What a strange theme for the holiday season, huh? Death.
The word itself sounds like an assault on our ears, a slap to our soul. We all know that it is something that will happen to us…and yet, we also fear it, dread it, or hide from it. Many people get offended whenever it is mentioned.
My mother was one of those. Throughout my teen-aged years (and beyond) our family experienced the death of many who were close to us…friends and relatives. Every time, my mother would shut herself off, and refuse to speak about the person who had died.
When her closest friend, Velma, passed away, my mother was particularly effected. If we even mentioned Velma’s name, she became upset and would isolate herself from us. We had to beg her to go Velma’s funeral - she did not want to go. However, she gave in, and reluctantly pulled herself together and went with us to the funeral home.
When we arrived, at first she refused to go to the casket and view Velma’s remains (a truly bizarre ritual that also makes sense in helping those of us left behind to accept the loved one’s passing). When she got there, and looked at Velma, she began to exclaim “she’s breathing, she’s breathing!” We tried to tell her that Velma was not breathing, but mom would not be convinced. We had to remove her from the funeral service before she made a scene.
For days after, she was strangely detached from all of life. It began to occur to me that - for my mother - death resulted in an incapacitating sense of loss. And that sense of loss was directly related to the fact that she was profoundly unhappy with her own life, and any thing that disturbed her carefully crafted mask of happiness would just freak her out and cause her to feel a sense of desolation.
As a pastor, I dealt with many, many deaths, officiating at dozens of funerals and helping literally hundreds of people work through the issues of grief and loss. I began to understand that how a person responds to death is actually determined by how they relate to life - their own life. Yes, there is always sadness and grief…but beyond that, death says more about us, the living, than any thing it may say about the deceased.
Death is part of life, just as breathing, eating, sleeping or sex. We all know that. Our response to death is based on two issues: (1) how does the death of another impact us, and (2) what do we believe happens when we die? Is there life or consciousness after death…for them, and for us?
Death is a great reminder that nothing lasts forever. All is impermanence, and everything changes. I have a meditation altar that I use every day to assist me in meditating. On that altar, I have placed several reminders of things that I believe are important to hold before me in mediation. One is a reminder of fear…and to meditate on the reality that fear only holds power over me if I allow it. The other reminder is of death…I have the jaw bone of an animal and a scythe. Both remind me that death comes to all living things; that I am impermanent and passing away.
Both of those reminders help me to meditate on this truth - Life is Now, and has to be lived without fear. Death reminds me to value every moment of Now. My own death…and the death of those I love…is coming. I cannot stop it. But I can prepare how it impacts me by choosing to live Now, without fear.
That is Beauty for me…living life large, without fear.

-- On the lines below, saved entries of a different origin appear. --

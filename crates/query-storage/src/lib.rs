//! In-memory backend for the cross-partition query engine
//!
//! # Features
//!
//! - **Partitioned storage**: documents placed by effective partition key into
//!   physical partition ranges
//! - **Query execution**: sort-key projection, ORDER BY, resume filters and paging
//!   with position-based backend continuation tokens
//! - **Topology changes**: range splits with routing map resolution
//! - **Fault injection**: fail the next fetch of a range with any error
//!
//! # Example
//!
//! ```ignore
//! use query_core::{OrderByColumn, Value};
//! use query_storage::InMemoryContainer;
//!
//! let container = InMemoryContainer::with_partitions(4)
//!     .with_order_by(vec![OrderByColumn::asc("c.age")]);
//! container.insert("3A", Value::from(serde_json::json!({"age": 30})));
//! ```

pub mod memory;

// Re-exports
pub use memory::InMemoryContainer;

Fear is the opposite of Love; if I live without fear, I increase my ability to live with and in Love.
As for life after death? That is the Big Question and the Mystery. No one knows. There is scientific evidence to indicate that somehow, our consciousness exists after death. There are thousands of recorded “life after death” incidents. But none of those can conclusively show us what happens after we die. Religion, in an attempt to control us in the name of power and government, created the concept of Hell so that it could exploit that mystery. But religion’s attempt to scare us about death and hell is as uncertain as any other speculation about life after death.
Beauty…and Mystery. Both reside with death. If we embrace death, and let it remind us to cherish life here and now, then we overcome the fear of death and are empowered to live our lives with Love. It is worth it…and I cannot think of a better way to celebrate the holidays and the year’s end than to be empowered to live without fear and fully in the moment, with Love.